Introduction

The detection rate of pulmonary nodules has increased in recent years with the development of computed tomography (CT) scanning, imaging reconstruction and artificial intelligence technologies [1]. Solitary pulmonary nodules are usually classified as malignant or benign nodules. However, both types of nodules share similar imaging features, such as signs of lobulated and spiculated margins [2, 3]. Thus, it is difficult to differentiate malignant from benign nodules using conventional imaging methods alone. Radiomics can extract a large quantity of imaging features from CT, MRI, PET-CT, or other databases via high-through put extraction and can be used to analyse the correlation between these features and underlying pathological changes of disease [4,5,6]. Radiomics therefore not only plays an important role in the differentiation of malignant from benign tumours but also in metastasis prediction, pathological grading, malignancy staging, and therapeutic effect monitoring [7,8,9,10], as it can reflect the heterogeneity within tumours and improve the diagnostic accuracy.

Gemstone spectral imaging (GSI) allows for the simultaneous acquisition of data at two different energy levels; the concept of GSI is based on the fact that tissues of different compositions exhibit variable attenuation characteristics under different X-ray energy irradiation [11]. Compared to conventional CT, with GSI, the original single-parameter image is transformed into a multiparameter image, and the mixed-energy image is transformed into a single-energy image [12]. GSI is thus one of the most promising imaging modes in clinical practice [13], as it can realize accurate material decomposition images, such as water- and iodine-based material decomposition [14].

In this study, the differences in GSI features between malignant and benign pulmonary nodules were analysed based on spectral CT. Additionally, prediction models were constructed and trained with the logistic regression method to differentiate malignant from benign pulmonary nodules, and the performance of the classifier was quantitatively assessed.

Materials and methods

Patients

The review board at our institution (Hospital of Chengdu University of Traditional Chinese Medicine Research Ethics Committee) approved this retrospective study and waived informed consent. All methods were performed in accordance with the relevant guidelines and regulations.

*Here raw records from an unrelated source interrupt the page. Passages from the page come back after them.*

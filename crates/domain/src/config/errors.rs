#[derive(Debug, thiserror::Error)]
pub enum ConfigError {
    #[error("Failed to read config file {0}: {1}")]
    FileRead(String, String),

    #[error("Failed to parse config: {0}")]
    Parse(String),

    #[error("Configuration validation error: {0}")]
    Validation(String),
}
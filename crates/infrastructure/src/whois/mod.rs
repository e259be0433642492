pub mod normalizer;
pub mod parser;
pub mod transport;

pub use normalizer::IdnaNormalizer;
pub use parser::{CommonParser, ParserRegistry};
pub use transport::TcpWhoisLoader;
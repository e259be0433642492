use ferrous_whois_domain::Config;
use tracing_subscriber::EnvFilter;

/// Logs go to stderr so stdout only carries lookup results.
///
/// `RUST_LOG` takes precedence over the configured level.
pub fn init_logging(config: &Config) {
    let filter = EnvFilter::try_from_default_env()
        .unwrap_or_else(|_| EnvFilter::new(&config.logging.level));

    let builder = tracing_subscriber::fmt()
        .with_env_filter(filter)
        .with_writer(std::io::stderr)
        .with_target(false);

    if config.logging.json {
        builder.json().try_init().ok();
    } else {
        builder.try_init().ok();
    }
}
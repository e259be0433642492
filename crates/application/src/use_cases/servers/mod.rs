pub mod reload_servers;

pub use reload_servers::ReloadServersUseCase;
use ferrous_whois_domain::{DomainError, DomainInfo};
use std::sync::Arc;

use crate::services::{DomainLookupService, TldEndpoint};

pub struct GetDomainInfoUseCase {
    lookup: Arc<DomainLookupService>,
}

impl GetDomainInfoUseCase {
    pub fn new(lookup: Arc<DomainLookupService>) -> Self {
        Self { lookup }
    }

    pub async fn execute(
        &self,
        domain: &str,
        endpoint: Option<Arc<TldEndpoint>>,
    ) -> Result<Option<DomainInfo>, DomainError> {
        let resolution = self.lookup.load_domain_data(domain, endpoint).await?;
        Ok(resolution.info)
    }
}
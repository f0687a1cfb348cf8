//! Retry eligibility: classify a job-store failure as retryable or permanent.
//!
//! The verdict is advisory; the retry coordinator that calls this decides
//! whether to re-attempt, back off, or surface the failure. Kind-based
//! matching takes priority over message inspection, which applies only to
//! wrapper kinds carrying no structural cause.

use crate::failure::{FailureKind, StoreFailure};

/// Failure kinds that indicate a permanent, semantic failure. Retrying
/// cannot fix these.
const NON_RETRYABLE_KINDS: &[FailureKind] = &[
    FailureKind::EntityExists,
    FailureKind::EntityNotFound,
    FailureKind::LockTimeout,
    FailureKind::NoResult,
    FailureKind::NonUniqueResult,
    FailureKind::OptimisticLock,
    FailureKind::PessimisticLock,
    FailureKind::QueryTimeout,
    FailureKind::TransactionRequired,
];

/// Cause chains are not walked past this depth; deeper failures classify
/// as retryable.
const MAX_UNWRAP_DEPTH: usize = 16;

/// Returns `true` when retrying the failed operation is sane, `false` when
/// the failure is permanent.
///
/// Total over any well-formed failure: an empty failure with no cause and
/// no message is retryable. Never panics.
pub fn is_retryable(failure: &StoreFailure) -> bool {
    let verdict = classify(failure);
    if !verdict {
        tracing::trace!(kind = ?failure.kind(), "store failure classified as permanent");
    }
    verdict
}

fn classify(failure: &StoreFailure) -> bool {
    if is_permanent_kind(failure.kind()) {
        return false;
    }
    match failure.kind() {
        // Executor failures wrap whatever the store layer reported; the
        // verdict comes from the innermost meaningful failure.
        FailureKind::Executor => classify_chain(failure),
        // A persistence failure built from a message alone is permanent.
        // With a nested cause it stays retryable at top level; it is only
        // unwrapped when reached inside an executor chain.
        FailureKind::Persistence => failure.cause().is_some() || !has_message(failure),
        _ => true,
    }
}

/// Walk an executor failure's cause chain, bounded by [`MAX_UNWRAP_DEPTH`].
fn classify_chain(wrapper: &StoreFailure) -> bool {
    let mut current = wrapper;
    for _ in 0..MAX_UNWRAP_DEPTH {
        if is_permanent_kind(current.kind()) {
            return false;
        }
        match current.cause() {
            Some(cause) => current = cause,
            // Terminal wrapper built directly from a message: permanent.
            None => return !(is_wrapper_kind(current.kind()) && has_message(current)),
        }
    }
    true
}

fn is_permanent_kind(kind: FailureKind) -> bool {
    NON_RETRYABLE_KINDS.contains(&kind)
}

fn is_wrapper_kind(kind: FailureKind) -> bool {
    matches!(kind, FailureKind::Executor | FailureKind::Persistence)
}

fn has_message(failure: &StoreFailure) -> bool {
    failure.message().is_some_and(|m| !m.is_empty())
}
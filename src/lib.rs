pub mod failure;
pub mod retry;

pub use failure::{FailureKind, StoreFailure};
pub use retry::is_retryable;
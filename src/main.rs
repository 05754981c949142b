use tracing_subscriber::EnvFilter;

use arch_search::api;
use arch_search::config::Config;
use arch_search::state::AppState;

#[tokio::main]
async fn main() -> anyhow::Result<()> {
    // A missing .env file is fine; the environment may already be set.
    let _ = dotenvy::dotenv();

    // Initialize tracing
    tracing_subscriber::fmt()
        .with_env_filter(
            EnvFilter::try_from_default_env().unwrap_or_else(|_| EnvFilter::new("info")),
        )
        .init();

    let config = Config::from_env();
    tracing::info!("Data directory: {}", config.data_dir.display());
    tracing::info!("LLM provider: {} ({})", config.llm.provider, config.llm.base_url);
    if config.llm.requires_api_key() && !config.llm.has_api_key() {
        tracing::warn!("No LLM API key set; ingestion with analysis will be refused");
    }
    if config.github.token.is_none() {
        tracing::warn!("GITHUB_TOKEN not set; GitHub requests are rate limited");
    }

    let state = AppState::new(config.clone())?;
    let app = api::router(state);

    let listener = tokio::net::TcpListener::bind(&config.bind_addr).await?;
    tracing::info!("Server listening on {}", config.bind_addr);

    axum::serve(listener, app).await?;
    Ok(())
}
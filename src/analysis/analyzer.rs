use std::sync::Arc;

use crate::llm::completion::{CompletionRequest, CompletionTransport};
use crate::models::AnalysisResult;

use super::AnalysisError;

/// File-tree entries included in the prompt context.
pub const MAX_FILE_TREE_ENTRIES: usize = 100;
/// README characters included in the prompt context.
pub const MAX_README_CHARS: usize = 8000;

const SYSTEM_PROMPT: &str = "You are an expert software architect. Analyze repositories and return structured JSON.\n\
Your task is to identify architectural patterns, design patterns, infrastructure approaches, and frameworks used.\n\
Be specific and provide confidence scores between 0.0 and 1.0 based on evidence found.";

/// Sampling parameters for one analysis request.
#[derive(Debug, Clone, Copy)]
pub struct AnalyzerOptions {
    pub temperature: f32,
    pub max_tokens: u32,
}

impl Default for AnalyzerOptions {
    fn default() -> Self {
        Self {
            temperature: 0.3,
            max_tokens: 1500,
        }
    }
}

/// Classifies a repository through a generative model under a fixed schema.
///
/// Holds no per-call state; share one instance across tasks.
#[derive(Clone)]
pub struct ArchitectureAnalyzer {
    transport: Arc<dyn CompletionTransport>,
    options: AnalyzerOptions,
}

impl ArchitectureAnalyzer {
    pub fn new(transport: Arc<dyn CompletionTransport>, options: AnalyzerOptions) -> Self {
        Self { transport, options }
    }

    pub fn options(&self) -> AnalyzerOptions {
        self.options
    }

    /// Run one analysis. Either the whole response validates or the call fails.
    pub async fn analyze(
        &self,
        readme_text: &str,
        repository_name: &str,
        file_tree: Option<&[String]>,
    ) -> Result<AnalysisResult, AnalysisError> {
        let context = build_context(readme_text, repository_name, file_tree);
        let request = CompletionRequest {
            system: SYSTEM_PROMPT.to_string(),
            user: build_user_prompt(&context),
            temperature: self.options.temperature,
            max_tokens: self.options.max_tokens,
        };

        let raw = self
            .transport
            .complete(&request)
            .await
            .map_err(|e| AnalysisError::Transport(format!("{e:#}")))?;

        let result = parse_analysis(&raw)?;
        tracing::info!(
            "Analyzed {repository_name}: {} architectural, {} design, {} infrastructure, {} frameworks",
            result.architectural_patterns.len(),
            result.design_patterns.len(),
            result.infrastructure.len(),
            result.frameworks.len()
        );
        Ok(result)
    }
}

/// Build the bounded repository context sent to the model.
pub fn build_context(readme_text: &str, repository_name: &str, file_tree: Option<&[String]>) -> String {
    let mut context = format!("Repository: {repository_name}\n\n");

    if let Some(tree) = file_tree.filter(|t| !t.is_empty()) {
        let shown = &tree[..tree.len().min(MAX_FILE_TREE_ENTRIES)];
        context.push_str("File Structure:\n");
        context.push_str(&shown.join("\n"));
        context.push_str("\n\n");
    }

    context.push_str("README Content:\n");
    context.push_str(truncate_chars(readme_text, MAX_README_CHARS));
    context
}

fn build_user_prompt(context: &str) -> String {
    format!(
        "Analyze this repository and identify:\n\
         - Architectural patterns (microservices, monolith, serverless, event-driven, hexagonal, clean architecture, etc.)\n\
         - Design patterns mentioned or evident (repository pattern, factory, singleton, observer, etc.)\n\
         - Infrastructure approach (containerized, cloud-native, kubernetes, serverless, etc.)\n\
         - Notable frameworks or libraries\n\n\
         Return JSON with this exact structure:\n\
         {{\n\
         \x20   \"architectural_patterns\": [{{\"name\": \"pattern name\", \"confidence\": 0.0-1.0}}],\n\
         \x20   \"design_patterns\": [{{\"name\": \"pattern name\", \"confidence\": 0.0-1.0}}],\n\
         \x20   \"infrastructure\": [{{\"approach\": \"approach name\", \"confidence\": 0.0-1.0}}],\n\
         \x20   \"frameworks\": [\"framework1\", \"framework2\"],\n\
         \x20   \"summary\": \"Brief 1-2 sentence summary of the architecture\"\n\
         }}\n\n\
         {context}"
    )
}

/// Truncate to at most `max_chars` characters without splitting a code point.
fn truncate_chars(text: &str, max_chars: usize) -> &str {
    match text.char_indices().nth(max_chars) {
        Some((end, _)) => &text[..end],
        None => text,
    }
}

/// Parse and validate a raw model response.
pub fn parse_analysis(raw: &str) -> Result<AnalysisResult, AnalysisError> {
    let result: AnalysisResult = serde_json::from_str(raw.trim()).map_err(|e| {
        tracing::warn!("Analysis response does not match schema: {e}");
        AnalysisError::Validation(format!("response does not match the analysis schema: {e}"))
    })?;
    validate(&result)?;
    Ok(result)
}

fn validate(result: &AnalysisResult) -> Result<(), AnalysisError> {
    let named = result
        .architectural_patterns
        .iter()
        .map(|p| ("architectural_patterns", p.name.as_str(), p.confidence))
        .chain(
            result
                .design_patterns
                .iter()
                .map(|p| ("design_patterns", p.name.as_str(), p.confidence)),
        )
        .chain(
            result
                .infrastructure
                .iter()
                .map(|i| ("infrastructure", i.approach.as_str(), i.confidence)),
        );

    for (section, name, confidence) in named {
        if name.trim().is_empty() {
            return Err(AnalysisError::Validation(format!(
                "{section} contains an entry with a blank name"
            )));
        }
        if !confidence.is_finite() || !(0.0..=1.0).contains(&confidence) {
            return Err(AnalysisError::Validation(format!(
                "{section} entry '{name}' has confidence {confidence} outside [0, 1]"
            )));
        }
    }

    if result.frameworks.iter().any(|f| f.trim().is_empty()) {
        return Err(AnalysisError::Validation(
            "frameworks contains a blank name".to_string(),
        ));
    }

    Ok(())
}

We collected images of patients who had a solitary pulmonary nodule and underwent dual-energy CT scans of the thorax from September 2013 to April 2014. Two radiologists re-evaluated the quality of the GSI and assessed the lesions for inclusion. The criteria for inclusion were as follows: (1) The pulmonary nodule was a single, solid (without pure ground-glass pulmonary nodules), well-circumscribed lesion no more than 30 mm in diameter, which was surrounded by pulmonary parenchyma without atelectasis, pleural nodules or mediastinal lymphadenopathy. (2) The patients underwent dual-period and dual-energy CT examination. (3) The pulmonary nodules were surgically removed or biopsied, and an accurate pathological diagnosis was obtained. The exclusion criteria were as follows: (2) the GSI quality was greatly disturbed by artefacts; and (2) pure ground-glass pulmonary nodules were detected. Eligible patients were randomly assigned to the training cohort and validation cohort at a ratio of 7:3.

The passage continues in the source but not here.